### Source data:
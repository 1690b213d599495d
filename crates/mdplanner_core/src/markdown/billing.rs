//! Codecs for rates, quotes, invoices and the time tracking log.
//!
//! Quotes and invoices keep line items as attributed bullets:
//!
//! ```text
//! ## Q-2026-001 {customer: customer_1; status: sent}
//!
//! <!-- id: quote_1 -->
//! ### Line Items
//!
//! - Design work {qty: 2; rate: 100}
//!
//! ### Notes
//!
//! Net 30.
//! ```
//!
//! The time log groups entries under one `## <task id>` heading each:
//!
//! ```text
//! ## 4
//!
//! - 2026-01-05: 2.5h by Ann - Fixed login {id: time_entry_1}
//! ```

use super::attrs::{lookup, AttrWriter};
use super::lexer::{Line, LineKind};
use super::records::{
    attr_bullet, bullet_attrs, bullets_under, parse_bool, parse_f64, subsections, text_under,
    RawRecord, RecordCodec,
};
use super::{section_header, SectionCodec};
use crate::model::billing::{Invoice, LineItem, Quote, Rate, TimeEntry};
use crate::model::fill_missing_ids;

record_section!(Rate, "Billing Rates");
record_section!(Quote, "Quotes");
record_section!(Invoice, "Invoices");

impl RecordCodec for Rate {
    fn from_record(record: &RawRecord<'_>) -> Self {
        let mut rate = Rate::new(record.title, parse_f64(record.attr("rate")).unwrap_or(0.0));
        rate.assignee = record.attr_string("assignee");
        rate.is_default = parse_bool(record.attr("default"));
        rate
    }

    fn title(&self) -> String {
        self.name.clone()
    }

    fn attrs(&self) -> AttrWriter {
        let writer = AttrWriter::new()
            .field("rate", self.hourly_rate.to_string())
            .opt("assignee", self.assignee.as_deref());
        if self.is_default {
            writer.field("default", "true")
        } else {
            writer
        }
    }

    fn body(&self) -> String {
        String::new()
    }
}

fn read_line_items(record: &RawRecord<'_>) -> (Vec<LineItem>, String) {
    let parts = subsections(&record.body);
    let items = bullets_under(&parts, "Line Items")
        .iter()
        .map(|item| {
            let (description, attrs) = bullet_attrs(item);
            LineItem {
                description: description.to_string(),
                quantity: parse_f64(lookup(&attrs, "qty")).unwrap_or(1.0),
                rate: parse_f64(lookup(&attrs, "rate")).unwrap_or(0.0),
            }
        })
        .collect();
    let mut notes = text_under(&parts, Some("Notes"));
    if notes.is_empty() {
        notes = text_under(&parts, None);
    }
    (items, notes)
}

fn render_line_items(items: &[LineItem], notes: &str) -> String {
    let mut out = String::new();
    if !items.is_empty() {
        out.push_str("### Line Items\n\n");
        for item in items {
            let attrs = AttrWriter::new()
                .field("qty", item.quantity.to_string())
                .field("rate", item.rate.to_string());
            out.push_str(&attr_bullet("", &item.description, attrs));
        }
        out.push('\n');
    }
    if !notes.trim().is_empty() {
        out.push_str(&format!("### Notes\n\n{}\n", notes.trim()));
    }
    out
}

impl RecordCodec for Quote {
    fn from_record(record: &RawRecord<'_>) -> Self {
        let mut quote = Quote::new(record.title);
        quote.customer_id = record.attr_string("customer");
        if let Some(status) = record.attr_string("status") {
            quote.status = status;
        }
        quote.date = record.attr_string("date");
        quote.valid_until = record.attr_string("valid_until");
        (quote.line_items, quote.notes) = read_line_items(record);
        quote
    }

    fn title(&self) -> String {
        self.number.clone()
    }

    fn attrs(&self) -> AttrWriter {
        AttrWriter::new()
            .opt("customer", self.customer_id.as_deref())
            .field("status", &self.status)
            .opt("date", self.date.as_deref())
            .opt("valid_until", self.valid_until.as_deref())
    }

    fn body(&self) -> String {
        render_line_items(&self.line_items, &self.notes)
    }
}

impl RecordCodec for Invoice {
    fn from_record(record: &RawRecord<'_>) -> Self {
        let mut invoice = Invoice::new(record.title);
        invoice.customer_id = record.attr_string("customer");
        invoice.quote_id = record.attr_string("quote");
        if let Some(status) = record.attr_string("status") {
            invoice.status = status;
        }
        invoice.date = record.attr_string("date");
        invoice.due_date = record.attr_string("due");
        invoice.paid_amount = parse_f64(record.attr("paid")).unwrap_or(0.0);
        (invoice.line_items, invoice.notes) = read_line_items(record);
        invoice
    }

    fn title(&self) -> String {
        self.number.clone()
    }

    fn attrs(&self) -> AttrWriter {
        let writer = AttrWriter::new()
            .opt("customer", self.customer_id.as_deref())
            .opt("quote", self.quote_id.as_deref())
            .field("status", &self.status)
            .opt("date", self.date.as_deref())
            .opt("due", self.due_date.as_deref());
        if self.paid_amount != 0.0 {
            writer.field("paid", self.paid_amount.to_string())
        } else {
            writer
        }
    }

    fn body(&self) -> String {
        render_line_items(&self.line_items, &self.notes)
    }
}

/// Parses `date: Nh [by person] [- description]`.
fn parse_entry(task_id: &str, item: &str) -> Option<TimeEntry> {
    let (text, attrs) = bullet_attrs(item);
    let (date, rest) = text.split_once(':')?;
    let (hours, rest) = rest.trim_start().split_once('h')?;
    let mut entry = TimeEntry::new(task_id, date.trim(), hours.trim().parse().ok()?);
    entry.id = lookup(&attrs, "id").unwrap_or_default().to_string();
    let rest = rest.trim();
    let rest = match rest.strip_prefix("by ") {
        Some(after) => {
            let (person, description) = after.split_once(" - ").unwrap_or((after, ""));
            entry.person = Some(person.trim().to_string()).filter(|p| !p.is_empty());
            description
        }
        None => rest.strip_prefix('-').unwrap_or(rest),
    };
    entry.description = rest.trim().to_string();
    Some(entry)
}

fn render_entry(entry: &TimeEntry) -> String {
    let mut text = format!("{}: {}h", entry.date, entry.hours);
    if let Some(person) = &entry.person {
        text.push_str(&format!(" by {person}"));
    }
    if !entry.description.is_empty() {
        text.push_str(&format!(" - {}", entry.description));
    }
    attr_bullet("", &text, AttrWriter::new().field("id", &entry.id))
}

impl SectionCodec for TimeEntry {
    const SECTION: &'static str = "Time Tracking";

    fn decode(body: &[Line<'_>]) -> Vec<Self> {
        let mut entries = Vec::new();
        let mut task_id: Option<&str> = None;
        for line in body {
            match line.kind {
                LineKind::Heading { level: 2, text } => task_id = Some(text),
                LineKind::Bullet(item) => {
                    let parsed = task_id.and_then(|task| parse_entry(task, item));
                    match parsed {
                        Some(entry) => entries.push(entry),
                        None => log::debug!(
                            "event=md_decode module=markdown status=skipped kind=time_entry line={}",
                            line.text()
                        ),
                    }
                }
                _ => {}
            }
        }
        fill_missing_ids(&mut entries);
        entries
    }

    fn encode(items: &[Self], _existing: &[Line<'_>]) -> String {
        let mut tasks: Vec<&str> = Vec::new();
        for entry in items {
            if !tasks.contains(&entry.task_id.as_str()) {
                tasks.push(&entry.task_id);
            }
        }
        let mut out = section_header(Self::SECTION);
        for task in tasks {
            out.push_str(&format!("## {task}\n\n"));
            for entry in items.iter().filter(|entry| entry.task_id == task) {
                out.push_str(&render_entry(entry));
            }
            out.push('\n');
        }
        out
    }
}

### Assignment:
Output only the lines from the one containing "for entry in items.iter().filter(|entry|" through the end of the material, please, exactly as they appear.

### Solution:
            for entry in items.iter().filter(|entry| entry.task_id == task) {
                out.push_str(&render_entry(entry));
            }
            out.push('\n');
        }
        out
    }
}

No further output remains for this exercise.